What is expected> Take the records below from their first line to the line with "pub const SESSION_HEADER: &str", and restate those lines word for word.

Available data Block Start

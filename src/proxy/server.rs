use crate::error::ProxyError;
use crate::models::{ConfigureRequest, PublicSessionConfig, SessionConfig, SessionSummary};
use crate::storage::{session_store::short_id, SessionStore};
use super::hooks::{HookRegistry, RequestContext, ResponseBuilder, ResponseContext, UsageTrackerHook};
use anyhow::Result;
use axum::{
    body::Body,
    extract::{Path, State},
    http::{header, HeaderMap, StatusCode},
    response::{IntoResponse, Response},
    routing::{get, post},
    Json, Router,
};
use bytes::Bytes;
use futures::StreamExt;
use serde_json::{json, Value};
use std::net::SocketAddr;
use std::sync::Arc;
use std::time::Instant;
use tower_http::{cors::CorsLayer, trace::TraceLayer};

pub const SESSION_HEADER: &str = "x-session-id";
pub const CHAT_PATH: &str = "/api/ai/chat/completions";

/// Session key used when a chat request carries no session header
const ANONYMOUS_SESSION: &str = "anonymous";

// Model and streaming flag of the forwarded body
#[derive(Debug, Clone, Default, PartialEq)]
struct RequestInfo {
    model: String,
    stream: bool,
}

// Token usage reported by the upstream
#[derive(Debug, Clone, Default, PartialEq)]
struct UsageInfo {
    prompt_tokens: i64,
    completion_tokens: i64,
}

fn parse_request_info(body: &Value) -> RequestInfo {
    RequestInfo {
        model: body.get("model").and_then(|v| v.as_str()).unwrap_or("unknown").to_string(),
        stream: body.get("stream").and_then(|v| v.as_bool()).unwrap_or(false),
    }
}

fn parse_usage_from_json(json: &Value) -> Option<UsageInfo> {
    // Streamed chunks carry "usage": null until the final one
    let usage = json.get("usage").filter(|u| u.is_object())?;
    Some(UsageInfo {
        prompt_tokens: usage.get("prompt_tokens").and_then(|v| v.as_i64()).unwrap_or(0),
        completion_tokens: usage.get("completion_tokens").and_then(|v| v.as_i64()).unwrap_or(0),
    })
}

fn parse_usage_from_sse(data: &str) -> Option<UsageInfo> {
    data.lines()
        .filter_map(|line| line.strip_prefix("data:"))
        .map(str::trim)
        .filter(|payload| *payload != "[DONE]")
        .filter_map(|payload| serde_json::from_str::<Value>(payload).ok())
        .find_map(|json| parse_usage_from_json(&json))
}

/// Shared state behind every route
#[derive(Clone)]
pub struct ProxyState {
    pub sessions: SessionStore,
    pub client: reqwest::Client,
    pub hooks: HookRegistry,
    pub usage: UsageTrackerHook,
}

impl ProxyState {
    /// State with the usage tracker registered as a hook
    pub async fn new(sessions: SessionStore) -> Self {
        let hooks = HookRegistry::new();
        let usage = UsageTrackerHook::new();
        hooks.register(Arc::new(usage.clone())).await;

        Self {
            sessions,
            client: reqwest::Client::new(),
            hooks,
            usage,
        }
    }
}

pub fn router(state: ProxyState) -> Router {
    Router::new()
        .route("/health", get(health))
        .route("/api/ai/health", get(ai_health))
        .route("/api/ai/default-config", get(default_config))
        .route("/api/ai/configure", post(configure))
        .route("/api/ai/config/:session_id", get(get_config).delete(delete_config))
        .route("/api/ai/sessions", get(list_sessions))
        .route(CHAT_PATH, post(chat_completions))
        .layer(TraceLayer::new_for_http())
        .layer(CorsLayer::permissive())
        .with_state(state)
}

pub struct ProxyServer {
    state: ProxyState,
    shutdown_tx: Option<tokio::sync::oneshot::Sender<()>>,
}

impl ProxyServer {
    pub fn new(state: ProxyState) -> Self {
        Self {
            state,
            shutdown_tx: None,
        }
    }

    /// Bind and serve in the background; returns the bound address
    pub async fn start(&mut self, addr: SocketAddr) -> Result<SocketAddr> {
        let (tx, rx) = tokio::sync::oneshot::channel::<()>();
        self.shutdown_tx = Some(tx);

        let listener = tokio::net::TcpListener::bind(addr).await?;
        let local_addr = listener.local_addr()?;
        tracing::info!("Proxy server starting on {}", local_addr);

        let app = router(self.state.clone());
        tokio::spawn(async move {
            let server = axum::serve(listener, app.into_make_service()).with_graceful_shutdown(async {
                let _ = rx.await;
                tracing::info!("Proxy server shutting down");
            });
            if let Err(e) = server.await {
                tracing::error!("Proxy server error: {}", e);
            }
        });

        Ok(local_addr)
    }

    pub async fn stop(&mut self) -> Result<()> {
        if let Some(tx) = self.shutdown_tx.take() {
            let _ = tx.send(());
        }
        Ok(())
    }

    pub fn is_running(&self) -> bool {
        self.shutdown_tx.is_some()
    }
}

async fn health() -> Json<Value> {
    Json(json!({
        "status": "ok",
        "timestamp": chrono::Utc::now().to_rfc3339(),
    }))
}

async fn ai_health(State(state): State<ProxyState>) -> Json<Value> {
    let defaults = state.sessions.defaults();
    Json(json!({
        "status": "ok",
        "provider": defaults.provider,
        "model": defaults.model,
        "activeSessions": state.sessions.len().await,
        "timestamp": chrono::Utc::now().to_rfc3339(),
    }))
}

async fn default_config(State(state): State<ProxyState>) -> Json<Value> {
    let defaults = state.sessions.defaults();
    Json(json!({
        "provider": defaults.provider,
        "baseUrl": defaults.base_url,
        "model": defaults.model,
        "hasApiKey": !defaults.api_key.is_empty(),
    }))
}

async fn configure(
    State(state): State<ProxyState>,
    body: Bytes,
) -> Result<Json<Value>, ProxyError> {
    let req: ConfigureRequest =
        serde_json::from_slice(&body).map_err(|e| ProxyError::InvalidBody(e.to_string()))?;

    let session_id = req
        .session_id
        .as_deref()
        .map(str::trim)
        .filter(|s| !s.is_empty())
        .ok_or(ProxyError::MissingSessionId)?
        .to_string();

    let config = SessionConfig::resolve(&session_id, &req, state.sessions.defaults());
    let public = config.to_public();
    state.sessions.put(config).await;

    Ok(Json(json!({
        "success": true,
        "sessionId": session_id,
        "config": public,
    })))
}

async fn get_config(
    State(state): State<ProxyState>,
    Path(session_id): Path<String>,
) -> Result<Json<PublicSessionConfig>, ProxyError> {
    state
        .sessions
        .get(&session_id)
        .await
        .map(|c| Json(c.to_public()))
        .ok_or(ProxyError::SessionNotFound(session_id))
}

async fn delete_config(
    State(state): State<ProxyState>,
    Path(session_id): Path<String>,
) -> Result<Json<Value>, ProxyError> {
    state
        .sessions
        .remove(&session_id)
        .await
        .ok_or_else(|| ProxyError::SessionNotFound(session_id.clone()))?;
    state.usage.forget(&session_id).await;

    tracing::info!("Session removed: {}", short_id(&session_id));
    Ok(Json(json!({ "success": true, "sessionId": session_id })))
}

async fn list_sessions(State(state): State<ProxyState>) -> Json<Vec<SessionSummary>> {
    let mut summaries = Vec::new();
    for config in state.sessions.list().await {
        let usage = state.usage.usage(&config.session_id).await.unwrap_or_default();
        summaries.push(SessionSummary {
            session_id: config.session_id,
            provider: config.provider,
            model: config.model,
            is_custom: config.is_custom,
            configured_at: config.timestamp,
            request_count: usage.request_count,
            total_prompt_tokens: usage.prompt_tokens,
            total_completion_tokens: usage.completion_tokens,
        });
    }
    Json(summaries)
}

async fn chat_completions(
    State(state): State<ProxyState>,
    headers: HeaderMap,
    body: Bytes,
) -> Result<Response, ProxyError> {
    let session_id = headers
        .get(SESSION_HEADER)
        .and_then(|v| v.to_str().ok())
        .map(str::trim)
        .filter(|s| !s.is_empty())
        .map(str::to_string);

    // Unconfigured sessions get the defaults stored for them
    let config = match &session_id {
        Some(id) => state.sessions.get_or_default(id).await,
        None => SessionConfig::from_defaults(ANONYMOUS_SESSION, state.sessions.defaults()),
    };

    let mut payload: Value =
        serde_json::from_slice(&body).map_err(|e| ProxyError::InvalidBody(e.to_string()))?;
    let fields = payload
        .as_object_mut()
        .ok_or_else(|| ProxyError::InvalidBody("expected a JSON object".to_string()))?;
    if !fields.get("model").map(Value::is_string).unwrap_or(false) {
        fields.insert("model".to_string(), Value::String(config.model.clone()));
    }

    let request_info = parse_request_info(&payload);
    let target_url = config.completions_url();

    tracing::info!(
        "PROXY: POST {} | Model: {} | Session: {} | Stream: {} | BodySize: {}",
        target_url,
        request_info.model,
        session_id.as_deref().map(short_id).unwrap_or("none"),
        request_info.stream,
        body.len()
    );

    let req_ctx = RequestContext::new(
        session_id,
        request_info.model.clone(),
        CHAT_PATH.to_string(),
        request_info.stream,
        payload,
    );
    state.hooks.trigger_request_before(&req_ctx).await;

    let started = Instant::now();
    let mut request_builder = state.client.post(&target_url).json(&req_ctx.body);
    if !config.api_key.is_empty() {
        request_builder = request_builder.bearer_auth(&config.api_key);
    }

    let response = match request_builder.send().await {
        Ok(response) => response,
        Err(e) => {
            tracing::error!("Proxy request failed: {}", e);
            let res_ctx = ResponseContext::new(StatusCode::INTERNAL_SERVER_ERROR.as_u16())
                .with_duration(started.elapsed().as_millis() as u64)
                .with_error(e.to_string());
            state.hooks.trigger_response_complete(&req_ctx, &res_ctx).await;
            return Err(ProxyError::Network(e));
        }
    };

    let status = response.status().as_u16();
    tracing::info!("PROXY RESPONSE: {}", status);

    if request_info.stream && response.status().is_success() {
        return Ok(stream_response(&state, req_ctx, response, started));
    }

    let content_type = response
        .headers()
        .get(reqwest::header::CONTENT_TYPE)
        .and_then(|v| v.to_str().ok())
        .unwrap_or("application/json")
        .to_string();
    let bytes = response.bytes().await?;

    let usage = serde_json::from_slice::<Value>(&bytes)
        .ok()
        .and_then(|json| parse_usage_from_json(&json))
        .unwrap_or_default();
    let mut res_ctx = ResponseContext::new(status)
        .with_duration(started.elapsed().as_millis() as u64)
        .with_tokens(usage.prompt_tokens, usage.completion_tokens);

    if !res_ctx.is_success {
        let text = String::from_utf8_lossy(&bytes).to_string();
        res_ctx = res_ctx.with_error(text.clone());
        state.hooks.trigger_response_complete(&req_ctx, &res_ctx).await;
        return Err(ProxyError::Upstream { status, body: text });
    }

    state.hooks.trigger_response_complete(&req_ctx, &res_ctx).await;

    let status = StatusCode::from_u16(status).unwrap_or(StatusCode::OK);
    Ok((status, [(header::CONTENT_TYPE, content_type)], Body::from(bytes)).into_response())
}

/// Fires the completion hooks exactly once for a streamed response.
///
/// Normally `complete` runs as the last item of the relayed stream. If the
/// body is dropped first (client disconnect), `Drop` records the request as
/// failed with whatever usage was seen so far.
struct CompletionGuard {
    hooks: HookRegistry,
    builder: ResponseBuilder,
    req_ctx: Option<RequestContext>,
}

impl CompletionGuard {
    async fn complete(mut self) {
        if let Some(req_ctx) = self.req_ctx.take() {
            let res_ctx = self.builder.build().await;
            self.hooks.trigger_response_complete(&req_ctx, &res_ctx).await;
        }
    }
}

impl Drop for CompletionGuard {
    fn drop(&mut self) {
        let Some(req_ctx) = self.req_ctx.take() else {
            return;
        };
        tracing::warn!("PROXY: stream closed before completion | Request: {}", req_ctx.request_id);

        let hooks = self.hooks.clone();
        let builder = self.builder.clone();
        match tokio::runtime::Handle::try_current() {
            Ok(handle) => {
                handle.spawn(async move {
                    builder.set_error("stream closed before completion".to_string()).await;
                    let res_ctx = builder.build().await;
                    hooks.trigger_response_complete(&req_ctx, &res_ctx).await;
                });
            }
            Err(_) => tracing::error!("No runtime to record usage for {}", req_ctx.request_id),
        }
    }
}

/// Relay an upstream SSE body chunk by chunk, firing completion hooks at the end
fn stream_response(
    state: &ProxyState,
    req_ctx: RequestContext,
    response: reqwest::Response,
    started: Instant,
) -> Response {
    let status = StatusCode::from_u16(response.status().as_u16()).unwrap_or(StatusCode::OK);
    let content_type = response
        .headers()
        .get(reqwest::header::CONTENT_TYPE)
        .and_then(|v| v.to_str().ok())
        .unwrap_or("text/event-stream")
        .to_string();

    let builder = ResponseBuilder::new(status.as_u16(), started);
    let chunk_builder = builder.clone();

    let chunks = response.bytes_stream().then(move |chunk| {
        let builder = chunk_builder.clone();
        async move {
            match &chunk {
                Ok(bytes) => {
                    if let Some(usage) = std::str::from_utf8(bytes).ok().and_then(parse_usage_from_sse) {
                        builder.set_tokens(usage.prompt_tokens, usage.completion_tokens).await;
                    }
                }
                Err(e) => {
                    tracing::error!("Upstream stream error: {}", e);
                    builder.set_error(e.to_string()).await;
                }
            }
            chunk
        }
    });

    let guard = CompletionGuard {
        hooks: state.hooks.clone(),
        builder,
        req_ctx: Some(req_ctx),
    };
    let tail = futures::stream::once(guard.complete())
        .filter_map(|_| async { None::<Result<Bytes, reqwest::Error>> });

    let body = Body::from_stream(chunks.chain(tail));

    (
        status,
        [
            (header::CONTENT_TYPE, content_type),
            (header::CACHE_CONTROL, "no-cache".to_string()),
        ],
        body,
    )
        .into_response()
}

Available data Block End

Expected answer>
filename src/proxy/server.rs
use crate::error::ProxyError;
use crate::models::{ConfigureRequest, PublicSessionConfig, SessionConfig, SessionSummary};
use crate::storage::{session_store::short_id, SessionStore};
use super::hooks::{HookRegistry, RequestContext, ResponseBuilder, ResponseContext, UsageTrackerHook};
use anyhow::Result;
use axum::{
    body::Body,
    extract::{Path, State},
    http::{header, HeaderMap, StatusCode},
    response::{IntoResponse, Response},
    routing::{get, post},
    Json, Router,
};
use bytes::Bytes;
use futures::StreamExt;
use serde_json::{json, Value};
use std::net::SocketAddr;
use std::sync::Arc;
use std::time::Instant;
use tower_http::{cors::CorsLayer, trace::TraceLayer};

pub const SESSION_HEADER: &str = "x-session-id";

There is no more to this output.